[[ GIVEN DATA, beginning ]]

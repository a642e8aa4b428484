//! Exponential backoff with jitter for transport retries.

use rand::RngExt;
use serde::{Deserialize, Serialize};
use std::time::Duration;

/// Default maximum transport attempts per invoke.
pub const DEFAULT_MAX_ATTEMPTS: u32 = 3;

/// Default delay before the first retry, in milliseconds.
pub const DEFAULT_BASE_DELAY_MS: u64 = 1000;

/// Default cap on a single backoff delay, in milliseconds.
pub const DEFAULT_MAX_DELAY_MS: u64 = 30_000;

/// Retry ceiling and backoff shape for retryable transport failures.
#[derive(Debug, Clone, PartialEq, Serialize, Deserialize)]
pub struct RetryPolicy {
    /// Total attempts including the first one. Always at least 1.
    pub max_attempts: u32,
    pub base_delay: Duration,
    pub max_delay: Duration,
    pub multiplier: f64,
    /// Relative jitter in `[0.0, 1.0]`; each delay is scaled by a random
    /// factor in `[1 - jitter, 1 + jitter]` before the cap is applied.
    pub jitter: f64,
}

impl Default for RetryPolicy {
    fn default() -> Self {
        Self {
            max_attempts: DEFAULT_MAX_ATTEMPTS,
            base_delay: Duration::from_millis(DEFAULT_BASE_DELAY_MS),
            max_delay: Duration::from_millis(DEFAULT_MAX_DELAY_MS),
            multiplier: 2.0,
            jitter: 0.2,
        }
    }
}

impl RetryPolicy {
    /// A policy that never retries.
    pub fn no_retry() -> Self {
        Self {
            max_attempts: 1,
            ..Self::default()
        }
    }

    pub fn with_max_attempts(mut self, max_attempts: u32) -> Self {
        self.max_attempts = max_attempts.max(1);
        self
    }

    pub fn with_base_delay(mut self, delay: Duration) -> Self {
        self.base_delay = delay;
        self
    }

    pub fn with_max_delay(mut self, delay: Duration) -> Self {
        self.max_delay = delay;
        self
    }

    pub fn with_multiplier(mut self, multiplier: f64) -> Self {
        self.multiplier = multiplier;
        self
    }

    pub fn with_jitter(mut self, jitter: f64) -> Self {
        self.jitter = jitter.clamp(0.0, 1.0);
        self
    }

    /// Backoff before retry number `retry` (1 for the first retry), without
    /// jitter and capped at `max_delay`.
    pub fn nominal_delay(&self, retry: u32) -> Duration {
        let exponent = retry.saturating_sub(1).min(63) as i32;
        let millis = self.base_delay.as_millis() as f64 * self.multiplier.max(1.0).powi(exponent);
        let capped = millis.min(self.max_delay.as_millis() as f64);
        Duration::from_millis(capped.max(0.0) as u64)
    }

    /// Backoff before retry number `retry` with jitter applied.
    pub fn delay_for(&self, retry: u32) -> Duration {
        let nominal = self.nominal_delay(retry).as_millis() as f64;
        if self.jitter <= 0.0 || nominal <= 0.0 {
            return Duration::from_millis(nominal as u64);
        }
        let mut rng = rand::rng();
        let factor = rng.random_range((1.0 - self.jitter)..=(1.0 + self.jitter));
        let jittered = (nominal * factor).min(self.max_delay.as_millis() as f64);
        Duration::from_millis(jittered.max(0.0) as u64)
    }
}

#[cfg(test)]
mod tests {
    use super::*;

    #[test]
    fn test_default_policy() {
        let policy = RetryPolicy::default();
        assert_eq!(policy.max_attempts, 3);
        assert_eq!(policy.base_delay, Duration::from_secs(1));
        assert_eq!(policy.max_delay, Duration::from_secs(30));
    }

    #[test]
    fn test_nominal_delay_grows_exponentially_and_caps() {
        let policy = RetryPolicy::default().with_max_delay(Duration::from_millis(5000));
        assert_eq!(policy.nominal_delay(1), Duration::from_millis(1000));
        assert_eq!(policy.nominal_delay(2), Duration::from_millis(2000));
        assert_eq!(policy.nominal_delay(3), Duration::from_millis(4000));
        assert_eq!(policy.nominal_delay(4), Duration::from_millis(5000));
        assert_eq!(policy.nominal_delay(60), Duration::from_millis(5000));
    }

    #[test]
    fn test_jittered_delay_stays_in_bounds() {
        let policy = RetryPolicy::default().with_jitter(0.5);
        for _ in 0..200 {
            let delay = policy.delay_for(2).as_millis();
            assert!((1000..=3000).contains(&delay), "delay {delay} out of bounds");
        }
    }

    #[test]
    fn test_zero_jitter_is_exact() {
        let policy = RetryPolicy::default().with_jitter(0.0);
        assert_eq!(policy.delay_for(3), Duration::from_millis(4000));
    }

    #[test]
    fn test_max_attempts_floor() {
        assert_eq!(RetryPolicy::default().with_max_attempts(0).max_attempts, 1);
        assert_eq!(RetryPolicy::no_retry().max_attempts, 1);
    }
}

[[ GIVEN DATA, end ]]

= WHAT THIS TASK INVOLVES =
Going down from the first line of the entries above, restate each line word for word until the line holding "retry, in milliseconds." is done.

= RESPONSE TO THE TASK =
repository a642e8aa4b428484
//! Exponential backoff with jitter for transport retries.

use rand::RngExt;
use serde::{Deserialize, Serialize};
use std::time::Duration;

/// Default maximum transport attempts per invoke.
pub const DEFAULT_MAX_ATTEMPTS: u32 = 3;

/// Default delay before the first retry, in milliseconds.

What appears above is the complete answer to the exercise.